Я предвижу, что изложенные мной принципы — как и сама идея, что мы можем заимствовать что бы то ни было у большевиков, в каком-то смысле считать их своими учителями — вызовут возмущение у части националистов (и восторг части просоветски настроенной публики, по недоразумению забредающей иногда на Спутник). Реакция тех и других будет ошибочной. Я ни на шаг не отступил от убеждения, что приход большевиков к власти был величайшим несчастьем в истории России (сопоставимым разве что с монгольским нашествием, да и то не факт).
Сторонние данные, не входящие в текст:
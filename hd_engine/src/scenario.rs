use crate::{Particle, Vec2, World};
use serde::{Deserialize, Serialize};
use std::io::BufRead;
use thiserror::Error;

/// How much the master prints while stepping.
#[derive(Debug, Clone, Copy, PartialEq, Eq, Serialize, Deserialize)]
#[serde(rename_all = "snake_case")]
pub enum OutputMode {
    /// Every particle at the start of every step, then the final report.
    EveryStep,
    /// Only the final report.
    FinalOnly,
}

#[derive(Debug, Error)]
pub enum InputError {
    #[error("io error {0}")]
    Io(#[from] std::io::Error),
    #[error("incomplete header, expected `N L r S command`")]
    IncompleteHeader,
    #[error("malformed header value {0:?}")]
    BadHeaderValue(String),
    #[error("scene file error {0}")]
    Scene(#[from] serde_yaml::Error),
}

/// Everything the master needs to start a run: the world, the output
/// mode, and the explicitly supplied particles. Fewer particles than
/// the world's count is fine; the rest get synthesized.
#[derive(Debug, Clone)]
pub struct SimulationInput {
    pub world: World,
    pub mode: OutputMode,
    pub particles: Vec<Particle>,
}

impl SimulationInput {
    /// Parses the whitespace-token text form: a header `N L r S command`
    /// followed by up to N records `index x y vx vy`. The command word
    /// `print` selects per-step output; anything else means final-only.
    /// Record reading stops quietly at EOF or at the first malformed
    /// record; whatever is missing gets synthesized by the caller.
    pub fn from_text(mut reader: impl BufRead) -> Result<Self, InputError> {
        let mut text = String::new();
        reader.read_to_string(&mut text)?;
        let mut tokens = text.split_whitespace();

        let particle_count = parse_header_token::<usize>(tokens.next())?;
        let box_size = parse_header_token::<i64>(tokens.next())? as f64;
        let radius = parse_header_token::<i64>(tokens.next())? as f64;
        let steps = parse_header_token::<usize>(tokens.next())?;
        let command = tokens.next().ok_or(InputError::IncompleteHeader)?;
        let mode = if command == "print" {
            OutputMode::EveryStep
        } else {
            OutputMode::FinalOnly
        };
        let world = World::new(particle_count, box_size, radius, steps);

        let mut particles = Vec::new();
        'records: while particles.len() < particle_count {
            let index = match tokens.next().map(str::parse::<usize>) {
                Some(Ok(index)) => index,
                _ => break,
            };
            let mut values = [0.0f64; 4];
            for value in values.iter_mut() {
                match tokens.next().map(str::parse::<f64>) {
                    Some(Ok(parsed)) => *value = parsed,
                    _ => break 'records,
                }
            }
            particles.push(Particle::new(
                index,
                Vec2::new(values[0], values[1]),
                Vec2::new(values[2], values[3]),
            ));
        }

        Ok(SimulationInput {
            world,
            mode,
            particles,
        })
    }
}

fn parse_header_token<T: std::str::FromStr>(token: Option<&str>) -> Result<T, InputError> {
    let token = token.ok_or(InputError::IncompleteHeader)?;
    token
        .parse()
        .map_err(|_| InputError::BadHeaderValue(token.to_string()))
}

/// Explicit particle row of a scene file.
#[derive(Debug, Clone, Copy, Serialize, Deserialize, PartialEq)]
pub struct ParticleSpec {
    pub index: usize,
    pub x: f64,
    pub y: f64,
    pub vx: f64,
    pub vy: f64,
}

/// A scene description: the YAML alternative to the stdin text protocol.
#[derive(Debug, Clone, Serialize, Deserialize, PartialEq)]
pub struct Scenario {
    pub name: String,
    pub world: World,
    pub output: OutputMode,
    #[serde(default)]
    pub particles: Vec<ParticleSpec>,
}

impl Scenario {
    pub fn from_yaml(yaml: &str) -> Result<Self, serde_yaml::Error> {
        serde_yaml::from_str(yaml)
    }

    pub fn from_file(path: &std::path::Path) -> Result<Self, InputError> {
        let text = std::fs::read_to_string(path)?;
        Ok(Self::from_yaml(&text)?)
    }

    pub fn to_yaml(&self) -> Result<String, serde_yaml::Error> {
        serde_yaml::to_string(self)
    }

    pub fn into_input(self) -> SimulationInput {
        let particles = self
            .particles
            .iter()
            .map(|spec| {
                Particle::new(
                    spec.index,
                    Vec2::new(spec.x, spec.y),
                    Vec2::new(spec.vx, spec.vy),
                )
            })
            .collect();
        SimulationInput {
            world: self.world,
            mode: self.output,
            particles,
        }
    }
}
Признавая эффективность действий большевиков по захвату власти, я тем не менее считаю многие аспекты их дальнейшей политики не только преступными по отношению к русскому народу, но и откровенно бездарными (а все их позитивные достижения — либо спорными и дутыми, либо неизбежными — мы получили бы их в любом случае, с большевиками или без них). Предлагая поучиться у большевиков и применить их опыт в современной политической борьбе, я испытываю особое удовольствие от осознания той самой «поэтической справедливости» в использовании их приемов и подходов против их же наследников и последователей. И, наконец, всем нам ни на секунду нельзя забывать, что в плане идеологии мы являемся полным и абсолютным антиподом большевиков — их могильщиками, их Немезидой. Мы мстители за Россию — и, возможно, ее последняя надежда — поэтому мы не имеем морального права отмахиваться от любого опыта, который может помочь нам в достижении нашей цели.